▶ Items from a data source
⟨

use chrono::{TimeZone, Utc};
use num_bigint::BigInt;
use qs_value::formats::Format;
use qs_value::{
    parse, parse_with_options, qs, stringify, stringify_with_options, ArrayFormat, Charset,
    Filter, ParseOptions, QsMap, StringifyOptions, Value,
};

fn unencoded() -> StringifyOptions {
    StringifyOptions::new().with_encode(false)
}

#[test]
fn test_scalars() {
    assert_eq!(stringify(&qs!({ "a": "b" })), "a=b");
    assert_eq!(stringify(&qs!({ "a": 1 })), "a=1");
    assert_eq!(stringify(&qs!({ "a": 1.5 })), "a=1.5");
    assert_eq!(stringify(&qs!({ "a": 2.0 })), "a=2");
    assert_eq!(stringify(&qs!({ "a": true, "b": false })), "a=true&b=false");
    assert_eq!(stringify(&qs!({ "a": "b", "c": "d" })), "a=b&c=d");
}

#[test]
fn test_big_integers() {
    let mut map = QsMap::new();
    map.insert(
        "a".to_string(),
        Value::BigInt(BigInt::from(9_007_199_254_740_993u64)),
    );
    assert_eq!(stringify(&Value::Mapping(map)), "a=9007199254740993");
}

#[test]
fn test_bytes() {
    let mut map = QsMap::new();
    map.insert("a".to_string(), Value::Bytes(b"test".to_vec()));
    assert_eq!(stringify(&Value::Mapping(map)), "a=test");
}

#[test]
fn test_percent_encoding() {
    assert_eq!(stringify(&qs!({ "a": "b c" })), "a=b%20c");
    assert_eq!(stringify(&qs!({ "a": "\u{20ac}" })), "a=%E2%82%AC");
    assert_eq!(stringify(&qs!({ "a": "\u{1F600}" })), "a=%F0%9F%98%80");
    assert_eq!(stringify(&qs!({ "a": "-_.~" })), "a=-_.~");
    assert_eq!(stringify(&qs!({ "a": "&=+" })), "a=%26%3D%2B");
}

#[test]
fn test_nested_keys_are_encoded() {
    assert_eq!(stringify(&qs!({ "a": { "b": "c" } })), "a%5Bb%5D=c");
    assert_eq!(
        stringify(&qs!({ "a": { "b": { "c": { "d": "e" } } } })),
        "a%5Bb%5D%5Bc%5D%5Bd%5D=e"
    );
}

#[test]
fn test_encode_values_only() {
    let options = StringifyOptions::new().with_encode_values_only(true);
    assert_eq!(
        stringify_with_options(&qs!({ "a": { "b": "c d" } }), &options),
        "a[b]=c%20d"
    );
}

#[test]
fn test_array_formats() {
    let value = qs!({ "a": ["b", "c"] });

    let indices = unencoded().with_array_format(ArrayFormat::Indices);
    assert_eq!(stringify_with_options(&value, &indices), "a[0]=b&a[1]=c");

    let brackets = unencoded().with_array_format(ArrayFormat::Brackets);
    assert_eq!(stringify_with_options(&value, &brackets), "a[]=b&a[]=c");

    let repeat = unencoded().with_array_format(ArrayFormat::Repeat);
    assert_eq!(stringify_with_options(&value, &repeat), "a=b&a=c");

    assert_eq!(stringify(&value), "a%5B0%5D=b&a%5B1%5D=c");
}

#[test]
fn test_indices_switch() {
    let value = qs!({ "a": ["b", "c"] });
    let options = unencoded().with_indices(false);
    assert_eq!(stringify_with_options(&value, &options), "a=b&a=c");
}

#[test]
fn test_nested_sequences() {
    let value = qs!({ "a": [{ "b": "c" }, ["d"]] });
    assert_eq!(
        stringify_with_options(&value, &unencoded()),
        "a[0][b]=c&a[1][0]=d"
    );

    let brackets = unencoded().with_array_format(ArrayFormat::Brackets);
    assert_eq!(
        stringify_with_options(&value, &brackets),
        "a[][b]=c&a[][]=d"
    );
}

#[test]
fn test_dot_notation() {
    let options = unencoded().with_allow_dots(true);
    assert_eq!(
        stringify_with_options(&qs!({ "a": { "b": { "c": "d" } } }), &options),
        "a.b.c=d"
    );
    assert_eq!(
        stringify_with_options(&qs!({ "a": { "b": ["c"] } }), &options),
        "a.b[0]=c"
    );
}

#[test]
fn test_nulls() {
    assert_eq!(stringify(&qs!({ "a": null })), "a=");
    assert_eq!(stringify(&qs!({ "a": null, "b": "" })), "a=&b=");

    let strict = StringifyOptions::new().with_strict_null_handling(true);
    assert_eq!(stringify_with_options(&qs!({ "a": null }), &strict), "a");
    assert_eq!(
        stringify_with_options(&qs!({ "a": { "b": null } }), &strict),
        "a%5Bb%5D"
    );

    let strict_raw = unencoded().with_strict_null_handling(true);
    assert_eq!(
        stringify_with_options(&qs!({ "a": { "b": null } }), &strict_raw),
        "a[b]"
    );
}

#[test]
fn test_skip_nulls() {
    let options = unencoded().with_skip_nulls(true);
    assert_eq!(
        stringify_with_options(&qs!({ "a": "b", "c": null }), &options),
        "a=b"
    );
    assert_eq!(
        stringify_with_options(&qs!({ "a": { "b": "c", "d": null } }), &options),
        "a[b]=c"
    );
}

#[test]
fn test_nulls_inside_sequences() {
    assert_eq!(
        stringify_with_options(&qs!({ "a": [null, "b"] }), &unencoded()),
        "a[0]=&a[1]=b"
    );
}

#[test]
fn test_undefined_is_omitted() {
    let mut map = QsMap::new();
    map.insert("a".to_string(), Value::Undefined);
    assert_eq!(stringify(&Value::Mapping(map)), "");

    let value = Value::Mapping(
        vec![(
            "a".to_string(),
            Value::Sequence(vec![qs!("b"), Value::Undefined, qs!("c")]),
        )]
        .into_iter()
        .collect(),
    );
    assert_eq!(
        stringify_with_options(&value, &unencoded()),
        "a[0]=b&a[2]=c"
    );
}

#[test]
fn test_empty_containers() {
    assert_eq!(stringify(&qs!({})), "");
    assert_eq!(stringify(&qs!({ "a": [] })), "");
    assert_eq!(stringify(&qs!({ "a": {} })), "");
    assert_eq!(stringify(&qs!({ "a": [], "b": "c" })), "b=c");
}

#[test]
fn test_non_container_roots() {
    assert_eq!(stringify(&Value::Null), "");
    assert_eq!(stringify(&Value::Undefined), "");
    assert_eq!(stringify(&qs!("a")), "");
    assert_eq!(stringify(&qs!(42)), "");
}

#[test]
fn test_false_root_is_empty() {
    assert_eq!(stringify(&Value::Bool(false)), "");
    assert_eq!(stringify(&qs!(false)), "");
}

#[test]
fn test_empty_string_root_is_empty() {
    assert_eq!(stringify(&qs!("")), "");
}

#[test]
fn test_root_sequence() {
    assert_eq!(stringify(&qs!(["a", "b"])), "0=a&1=b");
    assert_eq!(
        stringify_with_options(&qs!([{ "a": "b" }]), &unencoded()),
        "0[a]=b"
    );
}

#[test]
fn test_query_prefix() {
    let options = StringifyOptions::new().with_add_query_prefix(true);
    assert_eq!(stringify_with_options(&qs!({ "a": "b" }), &options), "?a=b");
    assert_eq!(stringify_with_options(&qs!({}), &options), "");
}

#[test]
fn test_custom_delimiter() {
    let options = StringifyOptions::new().with_delimiter(";");
    assert_eq!(
        stringify_with_options(&qs!({ "a": "b", "c": "d" }), &options),
        "a=b;c=d"
    );
}

#[test]
fn test_rfc1738_format() {
    let options = StringifyOptions::new().with_format(Format::Rfc1738);
    assert_eq!(
        stringify_with_options(&qs!({ "a b": "c d" }), &options),
        "a+b=c+d"
    );
    assert_eq!(stringify(&qs!({ "a b": "c d" })), "a%20b=c%20d");
}

#[test]
fn test_sort() {
    let options = StringifyOptions::new().with_sort(|a, b| a.cmp(b));
    assert_eq!(
        stringify_with_options(&qs!({ "a": "c", "z": "y", "b": "f" }), &options),
        "a=c&b=f&z=y"
    );

    let nested = unencoded().with_sort(|a, b| a.cmp(b));
    assert_eq!(
        stringify_with_options(&qs!({ "b": { "d": "1", "c": "2" }, "a": "3" }), &nested),
        "a=3&b[c]=2&b[d]=1"
    );
}

#[test]
fn test_key_filter() {
    let options = StringifyOptions::new().with_filter(Filter::keys(["a", "e"]));
    assert_eq!(
        stringify_with_options(&qs!({ "a": "b", "c": "d", "e": "f" }), &options),
        "a=b&e=f"
    );

    let options = StringifyOptions::new().with_filter(Filter::keys(["a", "0", "2"]));
    assert_eq!(
        stringify_with_options(&qs!({ "a": ["b", "c", "d"], "e": "f" }), &options),
        "a%5B0%5D=b&a%5B2%5D=d"
    );
}

#[test]
fn test_key_filter_order_wins() {
    let options = unencoded().with_filter(Filter::keys(["c", "a"]));
    assert_eq!(
        stringify_with_options(&qs!({ "a": "b", "c": "d" }), &options),
        "c=d&a=b"
    );
}

#[test]
fn test_function_filter() {
    let options = unencoded().with_filter(Filter::function(|prefix, value| {
        if prefix == "b" {
            Value::Undefined
        } else if prefix == "e[f]" {
            match value.as_date() {
                Some(date) => Value::from(date.timestamp_millis()),
                None => value.clone(),
            }
        } else {
            value.clone()
        }
    }));

    let mut inner = QsMap::new();
    inner.insert(
        "f".to_string(),
        Value::Date(Utc.timestamp_millis_opt(123).unwrap()),
    );
    let mut map = QsMap::new();
    map.insert("a".to_string(), qs!("b"));
    map.insert("b".to_string(), qs!("c"));
    map.insert("e".to_string(), Value::Mapping(inner));

    assert_eq!(
        stringify_with_options(&Value::Mapping(map), &options),
        "a=b&e[f]=123"
    );
}

#[test]
fn test_function_filter_sees_root() {
    let options = StringifyOptions::new().with_filter(Filter::function(|prefix, value| {
        if prefix.is_empty() {
            qs!({ "replaced": "yes" })
        } else {
            value.clone()
        }
    }));
    assert_eq!(
        stringify_with_options(&qs!({ "a": "b" }), &options),
        "replaced=yes"
    );
}

#[test]
fn test_dates() {
    let mut map = QsMap::new();
    map.insert("a".to_string(), Value::Date(Utc.timestamp_opt(0, 0).unwrap()));
    let value = Value::Mapping(map);

    assert_eq!(stringify(&value), "a=1970-01-01T00%3A00%3A00.000Z");

    let options = StringifyOptions::new()
        .with_serialize_date(|date| date.timestamp_millis().to_string());
    assert_eq!(stringify_with_options(&value, &options), "a=0");
}

#[test]
fn test_iso_charset() {
    let options = StringifyOptions::new().with_charset(Charset::Iso88591);
    assert_eq!(
        stringify_with_options(&qs!({ "\u{e6}": "\u{e6}" }), &options),
        "%E6=%E6"
    );
    assert_eq!(
        stringify_with_options(&qs!({ "a": "\u{263A}" }), &options),
        "a=%26%239786%3B"
    );
}

#[test]
fn test_charset_sentinel() {
    let utf8 = StringifyOptions::new().with_charset_sentinel(true);
    assert_eq!(
        stringify_with_options(&qs!({ "a": "\u{e6}" }), &utf8),
        "utf8=%E2%9C%93&a=%C3%A6"
    );

    let iso = utf8.clone().with_charset(Charset::Iso88591);
    assert_eq!(
        stringify_with_options(&qs!({ "a": "\u{e6}" }), &iso),
        "utf8=%26%2310003%3B&a=%E6"
    );
}

#[test]
fn test_charset_sentinel_round_trip() {
    let value = qs!({ "name": "\u{e6}\u{f8}", "city": "K\u{f8}benhavn" });
    let parse_options = ParseOptions::new().with_charset_sentinel(true);

    let iso = StringifyOptions::new()
        .with_charset(Charset::Iso88591)
        .with_charset_sentinel(true);
    let query = stringify_with_options(&value, &iso);
    assert_eq!(query, "utf8=%26%2310003%3B&name=%E6%F8&city=K%F8benhavn");
    assert_eq!(Value::Mapping(parse_with_options(&query, &parse_options)), value);

    let utf8 = StringifyOptions::new().with_charset_sentinel(true);
    let query = stringify_with_options(&value, &utf8);
    let latin1_default = parse_options.with_charset(Charset::Iso88591);
    assert_eq!(Value::Mapping(parse_with_options(&query, &latin1_default)), value);
}

#[test]
fn test_custom_encoder() {
    let options = StringifyOptions::new().with_encoder(|text, _| text.to_uppercase());
    assert_eq!(
        stringify_with_options(&qs!({ "a": { "b": "c" } }), &options),
        "A[B]=C"
    );
}

#[test]
fn test_custom_array_format() {
    let options = unencoded().with_array_format(ArrayFormat::custom(|prefix, index| {
        format!("{}({})", prefix, index)
    }));
    assert_eq!(
        stringify_with_options(&qs!({ "a": ["b", "c"] }), &options),
        "a(0)=b&a(1)=c"
    );
}

#[test]
fn test_round_trip() {
    let value = qs!({
        "a": { "b": ["c", "d"], "e": "f g" },
        "h": ["i", { "j": "k" }],
        "l": "\u{e6}&="
    });
    let query = stringify(&value);
    assert_eq!(Value::Mapping(parse(&query)), value);
}

#[test]
fn test_round_trip_preserves_key_order() {
    let value = qs!({ "z": "1", "a": { "y": "2", "b": "3" } });
    let parsed = parse(&stringify(&value));
    let keys: Vec<_> = parsed.keys().cloned().collect();
    assert_eq!(keys, vec!["z", "a"]);
    assert_eq!(stringify(&Value::Mapping(parsed)), stringify(&value));
}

⟩

▶ DIRECTIONS FOR THIS TASK
Check each line of the records for the word "parsed" and extract those that contain it.

▶ EXERCISE OUTPUT
    let parsed = parse(&stringify(&value));
    let keys: Vec<_> = parsed.keys().cloned().collect();
    assert_eq!(stringify(&Value::Mapping(parsed)), stringify(&value));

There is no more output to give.